# Pit Boss Copperhead for cold smoking cheese?????



## doughboysigep

Had my first smoke with my new Copperhead.  One thin I love about it is the size and with  extra racks I'll likely have room for 40# of cheese (or more)!  However, I am highly skeptical of if the "smoke" setting will stay anywhere under the 100 degrees (I like to stay around 60-70) because the pellets need to be fired up to smoke.  Does anyone have any experience with "cold" smoking in a Copperhead?  Other downside is there is no port to attached my mailbox to try it that way.  I could put the EZ-Q or Amaz-N right in unit, but I know that can warm up units too much as well (maybe Pit Boss isn't as insulated as my MES?, ice bottles in pan??).  Any thoughts or suggestions?


----------



## radio

I fear you will have smoked cheese puddles in a pellet smoker. Your best bet would be using the Amaz-N tube in there for smoke and it will likely produce enough heat , or maybe even too much.  Use a Maverick or similar remote thermometer to monitor the temps closely and don't rely on the gauge in the unit


----------



## doughboysigep

I think I will run the unit a bit on the "smoke" setting and see what temps I get.


----------



## mike243

Melted cheese if you fire it up its what 70-80 where you are now? 150-160 will probably be as low as it will run, a tray would be about the only way to do it imo


----------



## BigW.

I use an A-maze-n tray with dust and use no other heat.  I'd wait for a cool morning or eve and give it a try.  Interested to see how low of a temp the Copperhead would go.  Maybe put cheese on top rack and crack the door open?  Tray is the easy way to do it.


----------



## 2008RN

You could try a AMNPS on bottom with a pan of ice above the AMNPS to lower the smoker internal temp.  I would only do it on a cold morning. I will not be doing more cheese until October. I like the temps to be 60 degrees or less.


----------



## doughboysigep

Not really sure why Pit Boss promotes the cheese smoking for these units.  Didn't really buy it.  Might just have to stick with MES and mailbox.


----------



## oldsmokerdude

I say wait for cooler temperatures (60 or less), start with a cold smoker and cold cheese. Use a pan of ice and place the cheese on a grate on top of the ice. Monitor the temp closely. I would use an AMNPS instead of the firebox in the Pitboss.


----------



## biggeorge50

An inexpensive way to cold smoke is to make a hole in the side of a soup can at the bottom, jam a cheap soldering iron through the hole and add wood chips.  You can smoke inside most anything, even a cardboard box.  My cheese and bacon come out great.


----------



## MNScotty

I agree with the AMNPS approach. I don't think the Pit Boss burner keeps the smoker chamber cold enough to do cheese even on the smoke setting. I will say though, I have only used it once. Great flavor but I had a difficult time keeping the AMNPS lit when using pellets. I had to re-light it several times as the pellets tended to not pass on the burn. I am going to try wood chips next time.


----------



## tropics

MNScotty said:


> I agree with the AMNPS approach. I don't think the Pit Boss burner keeps the smoker chamber cold enough to do cheese even on the smoke setting. I will say though, I have only used it once. Great flavor but I had a difficult time keeping the AMNPS lit when using pellets. I had to re-light it several times as the pellets tended to not pass on the burn. I am going to try wood chips next time.
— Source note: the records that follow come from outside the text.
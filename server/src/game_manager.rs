//! Matchmaking registry
//!
//! Every join request goes through [`GameManager::connect_player`], which
//! runs under one lock so that concurrent connections never seat two
//! players in the same slot or join a lobby that is already leaving for a
//! session. Full lobbies leave the registry and continue in their own
//! session task.

use crate::game::{Game, GameKind, Rematch};
use crate::player::Player;
use crate::questions::QuestionPool;
use crate::session::{self, SessionReceiver, SessionSender};
use crate::utils::{generate_game_code, get_timestamp};
use log::{info, warn};
use shared::codec::validate_join;
use shared::{
    JoinRequest, Joining, JoiningResult, ProtocolError, RequestType, ServerMessage,
    ONLINE_PLAYER_COUNT,
};
use std::sync::Arc;
use tokio::sync::Mutex;

#[derive(Debug)]
pub enum JoinOutcome {
    /// Seated in a lobby; answers go to this sender
    Joined(SessionSender),
    /// Refused with a `Joining` reply already queued
    Rejected(JoiningResult),
    /// The request itself was invalid; nothing was sent
    Invalid(ProtocolError),
}

struct Lobby {
    game: Game,
    inbox: SessionReceiver,
}

impl Lobby {
    fn new(kind: GameKind, player_count: u8, pool: Arc<QuestionPool>) -> Self {
        let (sender, inbox) = session::channel();
        Self {
            game: Game::new(kind, player_count, pool, sender),
            inbox,
        }
    }
}

#[derive(Default)]
struct Lobbies {
    online: Vec<Lobby>,
    friend: Vec<Lobby>,
}

impl Lobbies {
    /// Drops lobbies past the matchmaking window and closes whoever was
    /// still waiting in them.
    fn prune_expired(&mut self, now: u64) -> usize {
        let mut removed = 0;
        for list in [&mut self.online, &mut self.friend] {
            let before = list.len();
            list.retain(|lobby| {
                if lobby.game.is_expired(now) {
                    info!("{} expired with {} waiting", lobby.game, lobby.game.player_total());
                    lobby.game.close_all();
                    false
                } else {
                    true
                }
            });
            removed += before - list.len();
        }
        removed
    }

    fn friend_index(&self, code: &str) -> Option<usize> {
        self.friend
            .iter()
            .position(|lobby| lobby.game.code() == Some(code))
    }

    fn unused_code(&self) -> String {
        loop {
            let code = generate_game_code();
            if self.friend_index(&code).is_none() {
                return code;
            }
        }
    }
}

/// Shared handle to the registry
#[derive(Clone)]
pub struct GameManager {
    lobbies: Arc<Mutex<Lobbies>>,
    pool: Arc<QuestionPool>,
}

impl GameManager {
    pub fn new(pool: Arc<QuestionPool>) -> Self {
        Self {
            lobbies: Arc::new(Mutex::new(Lobbies::default())),
            pool,
        }
    }

    /// Seats a player according to their join request.
    pub async fn connect_player(&self, request: JoinRequest, player: Player) -> JoinOutcome {
        let mut lobbies = self.lobbies.lock().await;
        lobbies.prune_expired(get_timestamp());

        if let Err(e) = validate_join(&request) {
            warn!("Refusing join request from {}: {}", player.name(), e);
            return JoinOutcome::Invalid(e);
        }

        match request.request_type {
            RequestType::JoinOnlineGame => self.join_online_game(&mut lobbies, player),
            RequestType::JoinFriendGame => {
                let code = request.game_code.unwrap_or_default();
                self.join_friend_game(&mut lobbies, player, &code)
            }
            RequestType::CreateFriendGame => {
                let player_count = request.player_count.unwrap_or(ONLINE_PLAYER_COUNT);
                self.create_friend_game(&mut lobbies, player, player_count)
            }
        }
    }

    /// Opens the lobby for another game under the same friend code.
    pub async fn reopen(&self, rematch: Rematch) {
        let mut lobbies = self.lobbies.lock().await;
        lobbies.prune_expired(get_timestamp());
        self.reopen_friend_game(&mut lobbies, rematch.code, rematch.player_count);
    }

    /// Removes expired lobbies. Returns how many were dropped.
    pub async fn prune_expired(&self) -> usize {
        self.lobbies.lock().await.prune_expired(get_timestamp())
    }

    /// Number of open online and friend lobbies
    pub async fn lobby_count(&self) -> (usize, usize) {
        let lobbies = self.lobbies.lock().await;
        (lobbies.online.len(), lobbies.friend.len())
    }

    fn join_online_game(&self, lobbies: &mut Lobbies, player: Player) -> JoinOutcome {
        let index = match lobbies
            .online
            .iter()
            .position(|lobby| !lobby.game.name_already_joined(player.name()))
        {
            Some(index) => index,
            None => {
                let lobby = Lobby::new(GameKind::Online, ONLINE_PLAYER_COUNT, self.pool.clone());
                info!("Created {}", lobby.game);
                lobbies.online.push(lobby);
                lobbies.online.len() - 1
            }
        };
        self.attach(&mut lobbies.online, index, player)
    }

    fn join_friend_game(&self, lobbies: &mut Lobbies, player: Player, code: &str) -> JoinOutcome {
        let Some(index) = lobbies.friend_index(code) else {
            info!("{} asked for unknown game {}", player.name(), code);
            return Self::reject(&player, JoiningResult::GameNotFound);
        };
        if lobbies.friend[index].game.name_already_joined(player.name()) {
            info!("Name {} is already taken in game {}", player.name(), code);
            return Self::reject(&player, JoiningResult::NameAlreadyJoined);
        }
        self.attach(&mut lobbies.friend, index, player)
    }

    fn create_friend_game(
        &self,
        lobbies: &mut Lobbies,
        player: Player,
        player_count: u8,
    ) -> JoinOutcome {
        let code = lobbies.unused_code();
        let lobby = Lobby::new(GameKind::Friend { code }, player_count, self.pool.clone());
        info!("Created {} for {} players", lobby.game, player_count);
        lobbies.friend.push(lobby);
        let index = lobbies.friend.len() - 1;
        self.attach(&mut lobbies.friend, index, player)
    }

    fn reopen_friend_game(&self, lobbies: &mut Lobbies, code: String, player_count: u8) {
        if lobbies.friend_index(&code).is_some() {
            warn!("Friend game {} is already open, not reopening", code);
            return;
        }
        let lobby = Lobby::new(GameKind::Friend { code }, player_count, self.pool.clone());
        info!("Reopened {} for {} players", lobby.game, player_count);
        lobbies.friend.push(lobby);
    }

    /// Seats the player and starts the session once the lobby is full.
    fn attach(&self, list: &mut Vec<Lobby>, index: usize, player: Player) -> JoinOutcome {
        let lobby = &mut list[index];
        let session = lobby.game.session_sender();
        lobby.game.add_waiting_player(player);

        if lobby.game.ready_to_start() {
            let lobby = list.remove(index);
            self.start_session(lobby);
        }
        JoinOutcome::Joined(session)
    }

    fn start_session(&self, lobby: Lobby) {
        let manager = self.clone();
        tokio::spawn(async move {
            if let Some(rematch) = session::run(lobby.game, lobby.inbox).await {
                manager.reopen(rematch).await;
            }
        });
    }

    fn reject(player: &Player, result: JoiningResult) -> JoinOutcome {
        player.send_message(&ServerMessage::Joining(Joining::rejected(result)));
        JoinOutcome::Rejected(result)
    }
}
I use the AMNPS in my Pitt Boss Pro #4 no problem with pellets going out





						Small batch of Cheese in the PB 4
					

used my AMNPS with 1 row filled with Pit Boss Apple Blend Assorted Cheese    The trey fills the cabinet with smoke real fast   Temp inside the smoker hit 78°F that was at 4 hrs an 20 min.   Color showing in the smoker   not many pellets left in the AMNPS   Let the cheese rest for 2 hours    Vac...




					www.smokingmeatforums.com
				



Richie


----------



## gmc2003

I also cast my vote for the AMNPS with dust. You'll get a cleaner cooler smoke. I would use frozen quart soda bottles to help keep the smoker cool instead of open ice cubes. Less moisture.

Chris


----------



## BGKYSmoker

If you use the smoke setting you will end up with fondue.

Amazn pellet smoker for cold smoke.


----------